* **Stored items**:
use std::cell::Cell;
use std::collections::HashMap;
use std::io;
use std::num::NonZero;
use std::sync::atomic::{AtomicI32, Ordering};
use std::sync::{Mutex, OnceLock};

use crate::constants::ERR_POISONED_LOCK;
use crate::pal::Platform;
use crate::{LogicalProcessor, LogicalProcessorSet, OsThreadId};

/// Source of simulated OS thread IDs. Starts at 1 because 0 means "calling thread" to the OS.
static NEXT_THREAD_ID: AtomicI32 = AtomicI32::new(1);

thread_local! {
    /// Simulated OS thread ID of the current thread, assigned on first use.
    static THREAD_ID: Cell<Option<OsThreadId>> = const { Cell::new(None) };
}

/// Fallback platform implementation for operating systems without native support.
///
/// Pinning is simulated: the requested processors are remembered per thread but the OS is never
/// asked to change anything. All processors reported by `std::thread::available_parallelism()`
/// are considered available, numbered from zero.
#[derive(Debug)]
pub(crate) struct BuildTargetPlatform {
    pins: OnceLock<Mutex<HashMap<OsThreadId, LogicalProcessorSet>>>,
}

/// Singleton instance of `BuildTargetPlatform`, used by public API types
/// to hook up to the correct PAL implementation.
pub(crate) static BUILD_TARGET_PLATFORM: BuildTargetPlatform = BuildTargetPlatform::new();

impl BuildTargetPlatform {
    pub(crate) const fn new() -> Self {
        Self {
            pins: OnceLock::new(),
        }
    }

    fn pins(&self) -> &Mutex<HashMap<OsThreadId, LogicalProcessorSet>> {
        self.pins.get_or_init(|| Mutex::new(HashMap::new()))
    }

    #[expect(clippy::unused_self, reason = "matches Platform trait signature")]
    #[cfg_attr(test, mutants::skip)] // Processor count depends on the machine running the tests.
    fn all_processors(&self) -> LogicalProcessorSet {
        let count = std::thread::available_parallelism()
            .map(NonZero::get)
            .unwrap_or(1);
        let count = u32::try_from(count).unwrap_or(u32::MAX);

        (0..count).map(LogicalProcessor::new).collect()
    }

    /// The simulated pinning state of a thread, if it was ever pinned.
    #[cfg(test)]
    pub(crate) fn pinned_processors(&self, thread: OsThreadId) -> Option<LogicalProcessorSet> {
        self.pins()
            .lock()
            .expect(ERR_POISONED_LOCK)
            .get(&thread)
            .cloned()
    }
}

impl Platform for BuildTargetPlatform {
    fn pin_thread(
        &self,
        thread: Option<OsThreadId>,
        processors: &LogicalProcessorSet,
    ) -> io::Result<()> {
        let all = self.all_processors();

        // Same validation the Linux kernel does: at least one usable processor must remain.
        if !processors.iter().any(|p| all.is_set(p)) {
            return Err(io::Error::new(
                io::ErrorKind::InvalidInput,
                "no available processor in the requested set",
            ));
        }

        let thread = thread.unwrap_or_else(|| self.current_thread_id());

        self.pins()
            .lock()
            .expect(ERR_POISONED_LOCK)
            .insert(thread, processors.clone());

        Ok(())
    }

    fn thread_processors(&self) -> io::Result<LogicalProcessorSet> {
        let current = self.current_thread_id();

        let pinned = self
            .pins()
            .lock()
            .expect(ERR_POISONED_LOCK)
            .get(&current)
            .cloned();

        Ok(pinned.unwrap_or_else(|| self.all_processors()))
    }

    fn current_thread_id(&self) -> OsThreadId {
        THREAD_ID.with(|id| {
            if let Some(id) = id.get() {
                return id;
            }

            let new_id = NEXT_THREAD_ID.fetch_add(1, Ordering::Relaxed);
            id.set(Some(new_id));
            new_id
        })
    }
}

* **Problem details**: Copy out the entries exactly. Begin at the first line and end with the line that has "use crate::pal::Platform;".

* **Exercise result**:
use std::cell::Cell;
use std::collections::HashMap;
use std::io;
use std::num::NonZero;
use std::sync::atomic::{AtomicI32, Ordering};
use std::sync::{Mutex, OnceLock};

use crate::constants::ERR_POISONED_LOCK;
use crate::pal::Platform;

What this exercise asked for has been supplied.